Write out, without any change, the lines in the material below that run from the line with "mod bounds;" through the line with "pub enum SearchStatus", both included.

-=-=-=-=-

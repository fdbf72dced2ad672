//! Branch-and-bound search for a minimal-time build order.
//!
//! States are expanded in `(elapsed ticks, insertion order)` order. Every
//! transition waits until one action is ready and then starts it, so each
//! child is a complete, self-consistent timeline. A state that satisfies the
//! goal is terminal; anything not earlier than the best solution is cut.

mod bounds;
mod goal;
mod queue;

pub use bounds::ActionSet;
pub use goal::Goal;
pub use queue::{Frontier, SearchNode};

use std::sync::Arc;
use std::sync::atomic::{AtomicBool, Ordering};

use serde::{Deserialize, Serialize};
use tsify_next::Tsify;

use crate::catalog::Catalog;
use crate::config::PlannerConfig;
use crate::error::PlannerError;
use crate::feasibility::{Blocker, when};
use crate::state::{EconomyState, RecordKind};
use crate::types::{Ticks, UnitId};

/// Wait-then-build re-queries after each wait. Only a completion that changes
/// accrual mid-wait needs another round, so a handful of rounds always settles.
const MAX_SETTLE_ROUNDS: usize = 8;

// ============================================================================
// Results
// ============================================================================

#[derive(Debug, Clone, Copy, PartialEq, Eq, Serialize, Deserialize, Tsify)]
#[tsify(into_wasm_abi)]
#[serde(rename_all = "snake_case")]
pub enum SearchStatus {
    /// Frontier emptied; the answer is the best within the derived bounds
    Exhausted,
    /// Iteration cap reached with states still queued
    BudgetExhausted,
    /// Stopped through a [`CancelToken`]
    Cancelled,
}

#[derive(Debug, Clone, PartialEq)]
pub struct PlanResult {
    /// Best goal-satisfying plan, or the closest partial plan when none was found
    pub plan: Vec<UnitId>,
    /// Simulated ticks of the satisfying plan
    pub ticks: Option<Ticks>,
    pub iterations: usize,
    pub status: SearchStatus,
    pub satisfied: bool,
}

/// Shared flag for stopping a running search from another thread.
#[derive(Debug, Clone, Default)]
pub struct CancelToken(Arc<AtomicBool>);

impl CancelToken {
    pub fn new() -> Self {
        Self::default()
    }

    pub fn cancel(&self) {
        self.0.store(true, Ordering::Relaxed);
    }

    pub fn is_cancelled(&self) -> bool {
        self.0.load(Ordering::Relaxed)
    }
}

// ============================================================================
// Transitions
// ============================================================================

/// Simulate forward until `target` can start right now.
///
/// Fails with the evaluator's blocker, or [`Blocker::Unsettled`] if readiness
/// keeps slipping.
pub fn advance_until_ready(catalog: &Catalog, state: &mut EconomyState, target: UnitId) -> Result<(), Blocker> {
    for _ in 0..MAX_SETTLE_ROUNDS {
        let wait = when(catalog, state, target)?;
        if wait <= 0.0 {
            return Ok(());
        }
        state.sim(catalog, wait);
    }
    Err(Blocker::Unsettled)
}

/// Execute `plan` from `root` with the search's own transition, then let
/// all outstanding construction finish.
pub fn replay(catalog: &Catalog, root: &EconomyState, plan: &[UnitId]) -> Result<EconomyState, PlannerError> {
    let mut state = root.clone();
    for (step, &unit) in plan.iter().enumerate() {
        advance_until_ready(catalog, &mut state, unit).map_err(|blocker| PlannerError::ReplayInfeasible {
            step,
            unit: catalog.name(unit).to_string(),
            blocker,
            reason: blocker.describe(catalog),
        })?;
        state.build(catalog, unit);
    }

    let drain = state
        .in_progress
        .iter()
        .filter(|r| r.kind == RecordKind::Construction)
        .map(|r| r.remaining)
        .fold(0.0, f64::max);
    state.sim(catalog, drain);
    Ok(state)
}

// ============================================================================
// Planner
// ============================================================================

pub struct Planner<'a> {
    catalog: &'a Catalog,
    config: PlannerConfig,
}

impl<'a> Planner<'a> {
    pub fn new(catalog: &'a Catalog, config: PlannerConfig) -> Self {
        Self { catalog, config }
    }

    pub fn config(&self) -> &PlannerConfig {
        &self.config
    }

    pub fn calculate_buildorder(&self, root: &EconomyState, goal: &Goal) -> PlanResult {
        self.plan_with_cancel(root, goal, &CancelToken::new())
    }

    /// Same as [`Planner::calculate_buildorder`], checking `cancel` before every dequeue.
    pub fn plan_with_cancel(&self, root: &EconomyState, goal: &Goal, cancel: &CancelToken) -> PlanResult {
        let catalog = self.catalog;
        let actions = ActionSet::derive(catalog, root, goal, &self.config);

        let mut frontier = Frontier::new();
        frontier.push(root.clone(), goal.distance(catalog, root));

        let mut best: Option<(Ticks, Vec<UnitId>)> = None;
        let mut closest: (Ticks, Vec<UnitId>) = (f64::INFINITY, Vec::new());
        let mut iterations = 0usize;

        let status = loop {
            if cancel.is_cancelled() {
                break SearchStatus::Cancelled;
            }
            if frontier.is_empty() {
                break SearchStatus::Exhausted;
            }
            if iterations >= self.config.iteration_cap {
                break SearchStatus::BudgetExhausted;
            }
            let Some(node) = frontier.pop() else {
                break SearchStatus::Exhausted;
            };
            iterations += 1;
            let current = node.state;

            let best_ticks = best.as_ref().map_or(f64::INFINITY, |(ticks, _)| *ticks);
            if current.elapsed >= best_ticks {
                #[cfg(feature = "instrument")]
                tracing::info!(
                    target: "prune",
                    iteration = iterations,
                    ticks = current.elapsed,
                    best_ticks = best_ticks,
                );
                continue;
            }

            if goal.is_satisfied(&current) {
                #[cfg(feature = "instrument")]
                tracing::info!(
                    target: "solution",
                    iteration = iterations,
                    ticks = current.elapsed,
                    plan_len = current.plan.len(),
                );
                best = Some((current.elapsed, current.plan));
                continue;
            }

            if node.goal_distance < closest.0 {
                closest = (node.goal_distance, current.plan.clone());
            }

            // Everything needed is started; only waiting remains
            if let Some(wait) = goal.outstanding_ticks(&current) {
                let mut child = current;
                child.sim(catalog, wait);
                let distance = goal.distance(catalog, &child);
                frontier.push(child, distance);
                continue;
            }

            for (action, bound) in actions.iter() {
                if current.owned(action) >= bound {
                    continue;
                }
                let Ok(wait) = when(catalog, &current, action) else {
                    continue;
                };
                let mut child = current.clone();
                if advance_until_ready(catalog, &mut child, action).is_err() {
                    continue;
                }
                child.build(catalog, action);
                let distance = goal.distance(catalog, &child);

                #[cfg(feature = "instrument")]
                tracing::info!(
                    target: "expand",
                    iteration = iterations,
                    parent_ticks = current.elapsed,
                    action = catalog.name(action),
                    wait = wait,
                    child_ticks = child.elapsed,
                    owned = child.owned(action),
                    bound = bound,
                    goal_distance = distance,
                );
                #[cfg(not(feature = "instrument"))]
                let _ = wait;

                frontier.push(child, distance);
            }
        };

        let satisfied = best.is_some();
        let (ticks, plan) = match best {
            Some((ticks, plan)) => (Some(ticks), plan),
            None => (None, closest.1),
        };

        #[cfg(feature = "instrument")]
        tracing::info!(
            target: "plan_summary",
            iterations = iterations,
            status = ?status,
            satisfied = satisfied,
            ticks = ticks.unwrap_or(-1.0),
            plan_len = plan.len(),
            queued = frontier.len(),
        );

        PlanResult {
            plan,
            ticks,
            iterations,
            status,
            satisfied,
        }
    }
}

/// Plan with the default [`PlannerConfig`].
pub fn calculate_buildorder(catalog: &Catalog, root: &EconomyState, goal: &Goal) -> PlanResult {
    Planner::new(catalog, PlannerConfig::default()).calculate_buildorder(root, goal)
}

-=-=-=-=-

§ **Final answer**:
mod bounds;
mod goal;
mod queue;

pub use bounds::ActionSet;
pub use goal::Goal;
pub use queue::{Frontier, SearchNode};

use std::sync::Arc;
use std::sync::atomic::{AtomicBool, Ordering};

use serde::{Deserialize, Serialize};
use tsify_next::Tsify;

use crate::catalog::Catalog;
use crate::config::PlannerConfig;
use crate::error::PlannerError;
use crate::feasibility::{Blocker, when};
use crate::state::{EconomyState, RecordKind};
use crate::types::{Ticks, UnitId};

/// Wait-then-build re-queries after each wait. Only a completion that changes
/// accrual mid-wait needs another round, so a handful of rounds always settles.
const MAX_SETTLE_ROUNDS: usize = 8;

// ============================================================================
// Results
// ============================================================================

#[derive(Debug, Clone, Copy, PartialEq, Eq, Serialize, Deserialize, Tsify)]
#[tsify(into_wasm_abi)]
#[serde(rename_all = "snake_case")]
pub enum SearchStatus {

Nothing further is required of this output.